BLAKENHAM: Fuel tanks dating from the Cold War have been removed from the site of a 350-home housing scheme associated with the controversial SnOasis development.

Work on the housing complex at the former MoD site and adjoining Masons Cement Works, in Great Blakenham, started last month and clearing of the site in preparation for the start of construction work is nearly complete.

A big step in starting work was taken in recent days after a series of large fuel tanks were broken up and removed.

The tanks – rusting relics of the Cold War – were installed largely underground in a bid to protect them from bombs.

They were used to store fuel for the interceptor jets located at nearby airbases, most notably the Lightning fighter planes based at Wattisham Airfield, then known as RAF Wattisham.

Jim Carroll, spokesman for SnOasis developer Godfrey Spanner, said: “They were put there at the beginning of the Cold War and were to serve the local airfields.

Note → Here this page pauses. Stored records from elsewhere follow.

//! Processed-Item Ledger (§4.B): a durable `map<RootType, set<RootID>>`,
//! written whole on every change under a mutex, with legacy flat-list
//! migration performed on load and written back on first change.
//! Grounded on `enhanced_monitor.py::_load_processed_epics` /
//! `_save_processed_epics` in `original_source/`.

use std::collections::{HashMap, HashSet};
use std::path::{Path, PathBuf};
use std::sync::Mutex;

use chrono::{DateTime, Utc};
use serde::{Deserialize, Serialize};
use serde_json::Value;

use crate::models::RootType;

#[derive(Debug, Clone, Serialize, Deserialize)]
pub struct ChangeExtractionStat {
    pub change_extraction_count: u32,
    pub last_significant_change: Option<DateTime<Utc>>,
    pub last_change_significance: f64,
}

#[derive(Debug, Clone, Serialize, Deserialize)]
struct LedgerFile {
    processed_items_by_type: HashMap<String, Vec<String>>,
    current_requirement_type: String,
    last_updated: DateTime<Utc>,
    #[serde(default)]
    change_extraction_stats: HashMap<String, ChangeExtractionStat>,
}

struct State {
    by_type: HashMap<RootType, HashSet<String>>,
    change_extraction_stats: HashMap<String, ChangeExtractionStat>,
}

pub struct Ledger {
    path: PathBuf,
    current_requirement_type: String,
    state: Mutex<State>,
}

const ALL_ROOT_TYPES: [RootType; 5] = [
    RootType::Epic,
    RootType::Feature,
    RootType::Story,
    RootType::Task,
    RootType::TestCase,
];

impl Ledger {
    pub fn load(path: &Path, current_requirement_type: &str) -> anyhow::Result<Self> {
        let (by_type, change_extraction_stats, dirty_from_migration) = if path.exists() {
            let content = std::fs::read_to_string(path)?;
            Self::parse(&content)?
        } else {
            (HashMap::new(), HashMap::new(), false)
        };

        let ledger = Ledger {
            path: path.to_path_buf(),
            current_requirement_type: current_requirement_type.to_string(),
            state: Mutex::new(State {
                by_type,
                change_extraction_stats,
            }),
        };

        if dirty_from_migration {
            ledger.save_locked()?;
        }

        Ok(ledger)
    }

    /// Parses either the current shape (`processed_items_by_type`) or the
    /// legacy flat-list shape (`processed_epics: [...]`), migrating the
    /// latter into `{Epic: {...}}` in memory (write-back happens once the
    /// caller calls `save`).
    fn parse(
        content: &str,
    ) -> anyhow::Result<(
        HashMap<RootType, HashSet<String>>,
        HashMap<String, ChangeExtractionStat>,
        bool,
    )> {
        let raw: Value = serde_json::from_str(content)?;

        if let Some(obj) = raw.get("processed_items_by_type") {
            let file: LedgerFile = serde_json::from_value(raw.clone())?;
            let mut by_type = HashMap::new();
            for (type_str, ids) in obj.as_object().into_iter().flatten() {
                if let Ok(root_type) = type_str.parse::<RootType>() {
                    by_type.insert(
                        root_type,
                        ids.as_array()
                            .into_iter()
                            .flatten()
                            .filter_map(|v| v.as_str().map(str::to_string))
                            .collect(),
                    );
                }
            }
            return Ok((by_type, file.change_extraction_stats, false));
        }

        if let Some(epics) = raw.get("processed_epics") {
            let ids: HashSet<String> = epics
                .as_array()
                .into_iter()
                .flatten()
                .filter_map(|v| v.as_str().map(str::to_string))
                .collect();
            let mut by_type = HashMap::new();
            by_type.insert(RootType::Epic, ids);
            return Ok((by_type, HashMap::new(), true));
        }

        Ok((HashMap::new(), HashMap::new(), false))
    }

    pub fn contains(&self, root_type: RootType, id: &str) -> bool {
        let state = self.state.lock().expect("ledger mutex poisoned");
        state
            .by_type
            .get(&root_type)
            .map(|ids| ids.contains(id))
            .unwrap_or(false)
    }

    pub fn add(&self, root_type: RootType, id: &str) -> anyhow::Result<()> {
        {
            let mut state = self.state.lock().expect("ledger mutex poisoned");
            state.by_type.entry(root_type).or_default().insert(id.to_string());
        }
        self.save_locked()
    }

    pub fn remove(&self, root_type: RootType, id: &str) -> anyhow::Result<()> {
        {
            let mut state = self.state.lock().expect("ledger mutex poisoned");
            if let Some(ids) = state.by_type.get_mut(&root_type) {
                ids.remove(id);
            }
        }
        self.save_locked()
    }

    pub fn for_type(&self, root_type: RootType) -> HashSet<String> {
        let state = self.state.lock().expect("ledger mutex poisoned");
        state.by_type.get(&root_type).cloned().unwrap_or_default()
    }

    pub fn record_change_extraction(&self, root_id: &str, stat: ChangeExtractionStat) -> anyhow::Result<()> {
        {
            let mut state = self.state.lock().expect("ledger mutex poisoned");
            state.change_extraction_stats.insert(root_id.to_string(), stat);
        }
        self.save_locked()
    }

    fn save_locked(&self) -> anyhow::Result<()> {
        let state = self.state.lock().expect("ledger mutex poisoned");
        let mut processed_items_by_type = HashMap::new();
        for root_type in ALL_ROOT_TYPES {
            if let Some(ids) = state.by_type.get(&root_type) {
                let mut ids: Vec<String> = ids.iter().cloned().collect();
                ids.sort();
                processed_items_by_type.insert(root_type.as_str().to_string(), ids);
            }
        }

        let file = LedgerFile {
            processed_items_by_type,
            current_requirement_type: self.current_requirement_type.clone(),
            last_updated: Utc::now(),
            change_extraction_stats: state.change_extraction_stats.clone(),
        };

        if let Some(parent) = self.path.parent() {
            std::fs::create_dir_all(parent)?;
        }
        let tmp_path = self.path.with_extension("json.tmp");
        std::fs::write(&tmp_path, serde_json::to_string_pretty(&file)?)?;
        std::fs::rename(&tmp_path, &self.path)?;
        Ok(())
    }
}

#[cfg(test)]
mod tests {
    use super::*;
    use tempfile::tempdir;

    #[test]
    fn add_and_contains_roundtrip() {
        let dir = tempdir().unwrap();
        let path = dir.path().join("ledger.json");
        let ledger = Ledger::load(&path, "Epic").unwrap();
        assert!(!ledger.contains(RootType::Epic, "E1"));
        ledger.add(RootType::Epic, "E1").unwrap();
        assert!(ledger.contains(RootType::Epic, "E1"));
    }

    #[test]
    fn persists_across_reload() {
        let dir = tempdir().unwrap();
        let path = dir.path().join("ledger.json");
        {
            let ledger = Ledger::load(&path, "Epic").unwrap();
            ledger.add(RootType::Epic, "E1").unwrap();
        }
        let reloaded = Ledger::load(&path, "Epic").unwrap();
        assert!(reloaded.contains(RootType::Epic, "E1"));
    }

    #[test]
    fn migrates_legacy_flat_list_shape() {
        let dir = tempdir().unwrap();
        let path = dir.path().join("ledger.json");
        std::fs::write(&path, r#"{"processed_epics": ["1", "2"]}"#).unwrap();

        let ledger = Ledger::load(&path, "Epic").unwrap();
        assert!(ledger.contains(RootType::Epic, "1"));
        assert!(ledger.contains(RootType::Epic, "2"));

        // write-back happened: the file is now in the current shape.
        let content = std::fs::read_to_string(&path).unwrap();
        assert!(content.contains("processed_items_by_type"));
    }

    #[test]
    fn switching_requirement_type_preserves_other_types_entries() {
        let dir = tempdir().unwrap();
        let path = dir.path().join("ledger.json");
        let ledger = Ledger::load(&path, "Epic").unwrap();
        ledger.add(RootType::Epic, "E1").unwrap();

        // Switch the monitored type: a fresh Ledger handle with a new
        // current_requirement_type still sees the Epic entries.
        let switched = Ledger::load(&path, "Feature").unwrap();
        assert!(switched.contains(RootType::Epic, "E1"));
        switched.add(RootType::Feature, "F1").unwrap();
        assert!(switched.contains(RootType::Epic, "E1"));
        assert!(switched.contains(RootType::Feature, "F1"));
    }

    #[test]
    fn remove_then_contains_false() {
        let dir = tempdir().unwrap();
        let path = dir.path().join("ledger.json");
        let ledger = Ledger::load(&path, "Epic").unwrap();
        ledger.add(RootType::Epic, "E1").unwrap();
        ledger.remove(RootType::Epic, "E1").unwrap();
        assert!(!ledger.contains(RootType::Epic, "E1"));
    }
}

“They have just been sitting there as a bit of an eyesore. They were bomb-proof and it’s quite interesting how they were constructed, mostly underground.

“There was a lot of earth to be moved around the tanks, but then they were just chopped up and removed. The rest of the site is just flat concrete because that was the site of the old cement works itself. It’s a big ‘job done’.”

The residential scheme, a separate application to the much-delayed SnOasis winter sport and leisure project, would deliver a total of 350 new homes, including 203 private houses and 34 private apartments as well as 93 affordable homes and 20 affordable apartments.